[Opening Records section]
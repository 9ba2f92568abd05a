//! Scenario 5 from the design notes: a time-indexed dynamic-obstacle
//! checker keyed by `round(t * scaling_factor)`, and the multi-robot
//! checker built on the same bucketing convention.

use nalgebra::DVector;
use std::collections::HashMap;

use framework::{MultiRobotValidityChecker, PrioritizedPlanner, StateValidityChecker, TimeIndexedValidityChecker};

#[test]
fn time_indexed_checker_looks_up_the_rounded_bucket() {
    let mut occupied = HashMap::new();
    occupied.insert(4u64, DVector::from_vec(vec![0.0, 0.0]));

    let checker = TimeIndexedValidityChecker::new(
        move |s: &DVector<f64>, bucket: u64| match occupied.get(&bucket) {
            Some(obstacle) => (obstacle - s).norm() >= 1.0,
            None => true,
        },
        10.0,
    );

    let near_obstacle = DVector::from_vec(vec![0.1, 0.0]);
    // t=0.37 * scalingFactor(10) = 3.7, rounds to bucket 4.
    assert!(!checker.is_valid(&near_obstacle, 0.37));
    assert!(checker.is_valid(&near_obstacle, 0.0)); // bucket 0: no obstacle there
}

#[test]
fn prioritized_planner_routes_around_committed_reservations() {
    let mut planner = PrioritizedPlanner::new(vec![0, 1], 1.0, 10.0);
    planner.commit_path(0, &[(0.37, DVector::from_vec(vec![0.0, 0.0]))]);

    let checker: MultiRobotValidityChecker<'_> = planner.validity_checker_for(1);
    let blocked = DVector::from_vec(vec![0.1, 0.0]);
    let clear = DVector::from_vec(vec![10.0, 10.0]);
    assert!(!checker.is_valid(&blocked, 0.37));
    assert!(checker.is_valid(&clear, 0.37));
    // A different time bucket is unaffected by robot 0's reservation.
    assert!(checker.is_valid(&blocked, 9.0));
}
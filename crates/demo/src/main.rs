use anyhow::{Context, Result};
use clap::{Parser, Subcommand};
use nalgebra::DVector;
use tracing_subscriber::fmt::SubscriberBuilder;

use atlas_bitstar::atlas::sampler::{AtlasMotionValidator, AtlasStateSampler};
use atlas_bitstar::atlas::AtlasStateSpace;
use atlas_bitstar::bitstar::{BITstarVertex, EuclideanCost};
use atlas_bitstar::config::AtlasParams;
use atlas_bitstar::constraint::UnitSphere;
use framework::{MultiRobotValidityChecker, PrioritizedPlanner, StateValidityChecker};

#[derive(Parser)]
#[command(name = "demo")]
#[command(about = "Worked scenarios over the atlas/BIT* core")]
struct Cmd {
    #[command(subcommand)]
    action: Action,
}

#[derive(Subcommand)]
enum Action {
    /// Walk the unit sphere's geodesic from one point to another.
    Geodesic {
        #[arg(long, default_value_t = 3)]
        dim: usize,
        #[arg(long, default_value_t = 42)]
        seed: u64,
    },
    /// Sample N uniform points on a single-chart atlas and report coverage.
    Sample {
        #[arg(long, default_value_t = 3)]
        dim: usize,
        #[arg(long, default_value_t = 100)]
        count: usize,
        #[arg(long, default_value_t = 7)]
        seed: u64,
    },
    /// Reparent a small BIT* vertex tree and show the cost cascade.
    Cascade,
    /// Plan two robots in priority order over a shared corridor.
    MultiRobot,
}

fn main() -> Result<()> {
    SubscriberBuilder::default().with_target(false).init();
    let cmd = Cmd::parse();
    match cmd.action {
        Action::Geodesic { dim, seed } => geodesic(dim, seed),
        Action::Sample { dim, count, seed } => sample(dim, count, seed),
        Action::Cascade => cascade(),
        Action::MultiRobot => multi_robot(),
    }
}

fn geodesic(dim: usize, seed: u64) -> Result<()> {
    let sphere = UnitSphere::new(dim);
    let params = AtlasParams::default();
    let space = AtlasStateSpace::new(&sphere, params, seed).context("invalid atlas params")?;

    let mut from = vec![0.0; dim];
    from[0] = 1.0;
    let mut to = vec![0.0; dim];
    to[dim.min(1)] = 1.0;
    let from = DVector::from_vec(from);
    let to = DVector::from_vec(to);

    let from_chart = space.new_chart(from.clone())?;

    let validator = AtlasMotionValidator::new(&space, |_: &DVector<f64>| true);
    let (reached, last_valid, t) = validator.check_motion_with_last_valid(&from, &to, Some(from_chart));

    tracing::info!(dim, reached, interpolation_param = t, charts = space.chart_count(), "geodesic");
    println!(
        "reached={reached} interpolation_param={t:.4} last_valid={:?} charts={}",
        last_valid.as_slice(),
        space.chart_count()
    );
    Ok(())
}

fn sample(dim: usize, count: usize, seed: u64) -> Result<()> {
    let sphere = UnitSphere::new(dim);
    let params = AtlasParams::default();
    let space = AtlasStateSpace::new(&sphere, params, seed).context("invalid atlas params")?;
    let mut origin = vec![0.0; dim];
    origin[0] = 1.0;
    space.new_chart(DVector::from_vec(origin))?;

    let mut sampler = AtlasStateSampler::new(&space, seed);
    let mut drawn = 0usize;
    for _ in 0..count {
        if sampler.sample_uniform().is_ok() {
            drawn += 1;
        }
    }
    tracing::info!(dim, count, drawn, charts = space.chart_count(), "sample");
    println!("drawn={drawn}/{count} charts={}", space.chart_count());
    Ok(())
}

fn cascade() -> Result<()> {
    let helper = EuclideanCost;
    let root = BITstarVertex::new_root(0, DVector::from_vec(vec![0.0]), 0.0);
    let a = BITstarVertex::new_orphan(1, DVector::from_vec(vec![1.0]), f64::INFINITY);
    let b = BITstarVertex::new_orphan(2, DVector::from_vec(vec![2.0]), f64::INFINITY);

    a.add_parent(&root, 3.0, &helper);
    b.add_parent(&a, 4.0, &helper);
    println!("before rewire: a.cost={} b.cost={}", a.cost(), b.cost());

    a.remove_parent(&helper);
    a.add_parent(&root, 1.0, &helper);
    println!("after rewire:  a.cost={} b.cost={}", a.cost(), b.cost());

    tracing::info!(a_cost = a.cost(), b_cost = b.cost(), "cascade");
    Ok(())
}

fn multi_robot() -> Result<()> {
    let mut planner = PrioritizedPlanner::new(vec![0, 1], 0.75, 10.0);

    // Robot 0 drives straight through the corridor; it plans first and
    // unconditionally wins the contested cells.
    let robot0_path: Vec<(f64, DVector<f64>)> = (0..=10)
        .map(|i| (i as f64 * 0.1, DVector::from_vec(vec![i as f64, 0.0])))
        .collect();
    planner.commit_path(0, &robot0_path);

    // Robot 1 must detour around robot 0's reservations.
    let checker: MultiRobotValidityChecker<'_> = planner.validity_checker_for(1);
    let contested = DVector::from_vec(vec![5.0, 0.0]);
    let detour = DVector::from_vec(vec![5.0, 2.0]);
    let contested_ok = checker.is_valid(&contested, 0.5);
    let detour_ok = checker.is_valid(&detour, 0.5);

    tracing::info!(contested_ok, detour_ok, reservations = planner.reservation_count(), "multi_robot");
    println!("contested_cell_valid={contested_ok} detour_valid={detour_ok}");
    Ok(())
}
[Closing Records section]
The entries above should be set down again exactly as they appear.

repository 9ba2f92568abd05a
//! Scenario 5 from the design notes: a time-indexed dynamic-obstacle
//! checker keyed by `round(t * scaling_factor)`, and the multi-robot
//! checker built on the same bucketing convention.

use nalgebra::DVector;
use std::collections::HashMap;

use framework::{MultiRobotValidityChecker, PrioritizedPlanner, StateValidityChecker, TimeIndexedValidityChecker};

#[test]
fn time_indexed_checker_looks_up_the_rounded_bucket() {
    let mut occupied = HashMap::new();
    occupied.insert(4u64, DVector::from_vec(vec![0.0, 0.0]));

    let checker = TimeIndexedValidityChecker::new(
        move |s: &DVector<f64>, bucket: u64| match occupied.get(&bucket) {
            Some(obstacle) => (obstacle - s).norm() >= 1.0,
            None => true,
        },
        10.0,
    );

    let near_obstacle = DVector::from_vec(vec![0.1, 0.0]);
    // t=0.37 * scalingFactor(10) = 3.7, rounds to bucket 4.
    assert!(!checker.is_valid(&near_obstacle, 0.37));
    assert!(checker.is_valid(&near_obstacle, 0.0)); // bucket 0: no obstacle there
}

#[test]
fn prioritized_planner_routes_around_committed_reservations() {
    let mut planner = PrioritizedPlanner::new(vec![0, 1], 1.0, 10.0);
    planner.commit_path(0, &[(0.37, DVector::from_vec(vec![0.0, 0.0]))]);

    let checker: MultiRobotValidityChecker<'_> = planner.validity_checker_for(1);
    let blocked = DVector::from_vec(vec![0.1, 0.0]);
    let clear = DVector::from_vec(vec![10.0, 10.0]);
    assert!(!checker.is_valid(&blocked, 0.37));
    assert!(checker.is_valid(&clear, 0.37));
    // A different time bucket is unaffected by robot 0's reservation.
    assert!(checker.is_valid(&blocked, 9.0));
}
filename crates/demo/src/main.rs
use anyhow::{Context, Result};
use clap::{Parser, Subcommand};
use nalgebra::DVector;
use tracing_subscriber::fmt::SubscriberBuilder;

use atlas_bitstar::atlas::sampler::{AtlasMotionValidator, AtlasStateSampler};
use atlas_bitstar::atlas::AtlasStateSpace;
use atlas_bitstar::bitstar::{BITstarVertex, EuclideanCost};
use atlas_bitstar::config::AtlasParams;
use atlas_bitstar::constraint::UnitSphere;
use framework::{MultiRobotValidityChecker, PrioritizedPlanner, StateValidityChecker};

#[derive(Parser)]
#[command(name = "demo")]
#[command(about = "Worked scenarios over the atlas/BIT* core")]
struct Cmd {
    #[command(subcommand)]
    action: Action,
}

#[derive(Subcommand)]
enum Action {
    /// Walk the unit sphere's geodesic from one point to another.
    Geodesic {
        #[arg(long, default_value_t = 3)]
        dim: usize,
        #[arg(long, default_value_t = 42)]
        seed: u64,
    },
    /// Sample N uniform points on a single-chart atlas and report coverage.
    Sample {
        #[arg(long, default_value_t = 3)]
        dim: usize,
        #[arg(long, default_value_t = 100)]
        count: usize,
        #[arg(long, default_value_t = 7)]
        seed: u64,
    },
    /// Reparent a small BIT* vertex tree and show the cost cascade.
    Cascade,
    /// Plan two robots in priority order over a shared corridor.
    MultiRobot,
}

fn main() -> Result<()> {
    SubscriberBuilder::default().with_target(false).init();
    let cmd = Cmd::parse();
    match cmd.action {
        Action::Geodesic { dim, seed } => geodesic(dim, seed),
        Action::Sample { dim, count, seed } => sample(dim, count, seed),
        Action::Cascade => cascade(),
        Action::MultiRobot => multi_robot(),
    }
}

fn geodesic(dim: usize, seed: u64) -> Result<()> {
    let sphere = UnitSphere::new(dim);
    let params = AtlasParams::default();
    let space = AtlasStateSpace::new(&sphere, params, seed).context("invalid atlas params")?;

    let mut from = vec![0.0; dim];
    from[0] = 1.0;
    let mut to = vec![0.0; dim];
    to[dim.min(1)] = 1.0;
    let from = DVector::from_vec(from);
    let to = DVector::from_vec(to);

    let from_chart = space.new_chart(from.clone())?;

    let validator = AtlasMotionValidator::new(&space, |_: &DVector<f64>| true);
    let (reached, last_valid, t) = validator.check_motion_with_last_valid(&from, &to, Some(from_chart));

    tracing::info!(dim, reached, interpolation_param = t, charts = space.chart_count(), "geodesic");
    println!(
        "reached={reached} interpolation_param={t:.4} last_valid={:?} charts={}",
        last_valid.as_slice(),
        space.chart_count()
    );
    Ok(())
}

fn sample(dim: usize, count: usize, seed: u64) -> Result<()> {
    let sphere = UnitSphere::new(dim);
    let params = AtlasParams::default();
    let space = AtlasStateSpace::new(&sphere, params, seed).context("invalid atlas params")?;
    let mut origin = vec![0.0; dim];
    origin[0] = 1.0;
    space.new_chart(DVector::from_vec(origin))?;

    let mut sampler = AtlasStateSampler::new(&space, seed);
    let mut drawn = 0usize;
    for _ in 0..count {
        if sampler.sample_uniform().is_ok() {
            drawn += 1;
        }
    }
    tracing::info!(dim, count, drawn, charts = space.chart_count(), "sample");
    println!("drawn={drawn}/{count} charts={}", space.chart_count());
    Ok(())
}

fn cascade() -> Result<()> {
    let helper = EuclideanCost;
    let root = BITstarVertex::new_root(0, DVector::from_vec(vec![0.0]), 0.0);
    let a = BITstarVertex::new_orphan(1, DVector::from_vec(vec![1.0]), f64::INFINITY);
    let b = BITstarVertex::new_orphan(2, DVector::from_vec(vec![2.0]), f64::INFINITY);

    a.add_parent(&root, 3.0, &helper);
    b.add_parent(&a, 4.0, &helper);
    println!("before rewire: a.cost={} b.cost={}", a.cost(), b.cost());

    a.remove_parent(&helper);
    a.add_parent(&root, 1.0, &helper);
    println!("after rewire:  a.cost={} b.cost={}", a.cost(), b.cost());

    tracing::info!(a_cost = a.cost(), b_cost = b.cost(), "cascade");
    Ok(())
}

fn multi_robot() -> Result<()> {
    let mut planner = PrioritizedPlanner::new(vec![0, 1], 0.75, 10.0);

    // Robot 0 drives straight through the corridor; it plans first and
    // unconditionally wins the contested cells.
    let robot0_path: Vec<(f64, DVector<f64>)> = (0..=10)
        .map(|i| (i as f64 * 0.1, DVector::from_vec(vec![i as f64, 0.0])))
        .collect();
    planner.commit_path(0, &robot0_path);

    // Robot 1 must detour around robot 0's reservations.
    let checker: MultiRobotValidityChecker<'_> = planner.validity_checker_for(1);
    let contested = DVector::from_vec(vec![5.0, 0.0]);
    let detour = DVector::from_vec(vec![5.0, 2.0]);
    let contested_ok = checker.is_valid(&contested, 0.5);
    let detour_ok = checker.is_valid(&detour, 0.5);

    tracing::info!(contested_ok, detour_ok, reservations = planner.reservation_count(), "multi_robot");
    println!("contested_cell_valid={contested_ok} detour_valid={detour_ok}");
    Ok(())
}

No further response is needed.